Comme la High Line à New York : un périphérique vert au-dessus de la ville est sur le point d'être construit à Rome
Rome évalue la transformation de deux kilomètres du périphérique Est en un parc urbain alliant durabilité, mobilité et espace public
A New York il y a la High Line, à Rome le périphérique vert pourrait arriver. L'idée est d'intervenir sur un tronçon actuellement inutilisé du périphérique Est, entre la gare Tiburtina et Batteria Nomentana, pour le transformer en un espace vert linéaire conçu pour la ville. Il ne s’agit pas d’un projet exécutif tout fait, mais d’un processus officiellement lancé par le Capitole pour évaluer sa faisabilité, ses impacts et ses coûts.
Ces derniers jours, le conseil présidé par Roberto Gualtieri a approuvé un document qui lance le processus de planification. Ce passage fait suite à une motion votée à l'unanimité par l'Assemblée Capitoline et inscrit la proposition dans le cadre des politiques de régénération urbaine et de mobilité durable sur lesquelles Roma Capitale a travaillé ces dernières années.
Un projet inscrit dans les engagements climatiques de Rome


La rocade verte est liée aux objectifs environnementaux fixés par l'Agenda 2030 de l'ONU et par le Contrat de Ville Climat de Roma Capitale, approuvé en octobre 2025. Rome fait partie de la centaine de villes européennes appelées à viser la neutralité climatique d'ici 2030, un objectif qui nécessite des interventions structurelles, notamment dans les zones urbaines les plus touchées par la circulation et les infrastructures.
Dans ce contexte, le projet a déjà obtenu la reconnaissance formelle comme première oasis urbaine de l'UNESCO, indiquée comme modèle de référence pour la création d'espaces verts dans des contextes métropolitains à haute densité infrastructurelle. Une reconnaissance qui, en intention, doit accompagner le processus de transformation et non remplacer son évaluation concrète.
Du viaduc au parc : ce qui pourrait changer
L'intervention proposée concerne environ deux kilomètres d'infrastructures désaffectées, à transformer en un parc linéaire de 3,4 hectares. Le projet vise à restaurer la continuité urbaine dans une zone actuellement fragmentée, en introduisant de la verdure, des pistes cyclables et piétonnes et des espaces accessibles. Le cadre est celui d'un parc conçu pour fonctionner également d'un point de vue environnemental, avec l'utilisation d'énergies renouvelables, des pratiques de compostage et des interventions d'assainissement des sols.
Outre les aspects écologiques, la zone devrait accueillir des espaces de loisirs, des activités sportives et des initiatives liées à l'agronomie urbaine, y compris des activités pédagogiques et des ateliers. Le projet prévoit la plantation de plus de 500 arbres et l'intégration de nouveaux services urbains, dont une serre, un marché et un auditorium, ainsi que des pistes cyclables et des liaisons avec les quartiers de Nomentano et Tiburtino.
Impacts attendus sur la gestion de l’air, de la chaleur et de l’eau
Parmi les objectifs déclarés figure la réduction de la pollution atmosphérique, avec un confinement des PM10 et du CO₂ et une diminution du trafic local.
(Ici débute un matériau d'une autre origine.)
//! Actor storage operations

use rusqlite::{params, Connection, Row};
use tracing::instrument;
use uuid::Uuid;

use super::parse::{classify_write, parse_uuid, OptionalExt};
use crate::error::Result;
use crate::models::Actor;

pub struct ActorStore<'a> {
    conn: &'a Connection,
}

fn actor_from_row(row: &Row<'_>) -> rusqlite::Result<Actor> {
    Ok(Actor {
        id: parse_uuid(&row.get::<_, String>(0)?)?,
        first_name: row.get(1)?,
        last_name: row.get(2)?,
    })
}

impl<'a> ActorStore<'a> {
    pub fn new(conn: &'a Connection) -> Self {
        Self { conn }
    }

    #[instrument(skip(self, actor), fields(actor = %actor))]
    pub fn create(&self, actor: &Actor) -> Result<()> {
        self.conn.execute(
            "INSERT INTO actors (id, first_name, last_name) VALUES (?1, ?2, ?3)",
            params![actor.id.to_string(), actor.first_name, actor.last_name],
        )
        .map_err(|e| classify_write(e, "actor"))?;
        Ok(())
    }

    #[instrument(skip(self))]
    pub fn find_by_id(&self, id: Uuid) -> Result<Option<Actor>> {
        let actor = self
            .conn
            .query_row(
                "SELECT id, first_name, last_name FROM actors WHERE id = ?1",
                params![id.to_string()],
                actor_from_row,
            )
            .optional()?;

        Ok(actor)
    }

    /// All actors, by last then first name
    pub fn list(&self) -> Result<Vec<Actor>> {
        let mut stmt = self.conn.prepare(
            "SELECT id, first_name, last_name FROM actors ORDER BY last_name, first_name",
        )?;

        let actors = stmt
            .query_map([], actor_from_row)?
            .collect::<std::result::Result<Vec<_>, _>>()?;

        Ok(actors)
    }

    /// Actors credited in a movie
    #[instrument(skip(self))]
    pub fn list_for_movie(&self, movie_id: Uuid) -> Result<Vec<Actor>> {
        let mut stmt = self.conn.prepare(
            "SELECT a.id, a.first_name, a.last_name
             FROM actors a
             INNER JOIN movie_actors ma ON ma.actor_id = a.id
             WHERE ma.movie_id = ?1
             ORDER BY a.last_name, a.first_name",
        )?;

        let actors = stmt
            .query_map(params![movie_id.to_string()], actor_from_row)?
            .collect::<std::result::Result<Vec<_>, _>>()?;

        Ok(actors)
    }

    #[instrument(skip(self))]
    pub fn delete(&self, id: Uuid) -> Result<()> {
        self.conn
            .execute("DELETE FROM actors WHERE id = ?1", params![id.to_string()])
            .map_err(|e| classify_write(e, "actor"))?;
        Ok(())
    }
}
L'augmentation de la verdure devrait également contribuer à réduire les îlots de chaleur, l'un des problèmes les plus évidents des étés romains, en abaissant les températures dans les zones environnantes.
L'installation d'un système de collecte et d'épuration des eaux de pluie est également prévue, qui serait réutilisée pour l'irrigation du parc. Une solution conçue pour améliorer la gestion des ressources en eau et réduire la vulnérabilité des villes aux événements météorologiques extrêmes.
Un projet ouvert, entre recherche et gestion partagée
Le périphérique vert a également été conçu comme un espace d’expérimentation. La collaboration avec les universités et les centres de recherche présents dans la zone pourrait transformer le parc en un laboratoire urbain à ciel ouvert, dédié à l'éducation environnementale et à la recherche appliquée.
Le modèle de gestion hypothétique est basé sur la collaboration entre institutions, citoyens et associations, à travers des formes de partenariat public-privé impliquant la municipalité de Rome, Cassa Depositi e Prestiti, les chemins de fer italiens, des universités et des organismes internationaux tels que l'UNESCO et la FAO. Le projet a été conçu par Nathalie Grenon du Studio Sartogo Architetti Associati en collaboration avec le groupe de travail Agenda 21, avec le soutien de partenaires nationaux et internationaux.
Dans un quartier de la ville où les résidents et les comités réclament depuis des années des interventions de réaménagement environnemental et des espaces verts utilisables, le lancement de l'étude de faisabilité représente une première étape. L’étape décisive sera de comprendre les délais, les ressources et les modalités de mise en œuvre, pour évaluer si et comment cette portion du périphérique Est peut réellement changer sa fonction et son rôle dans la ville.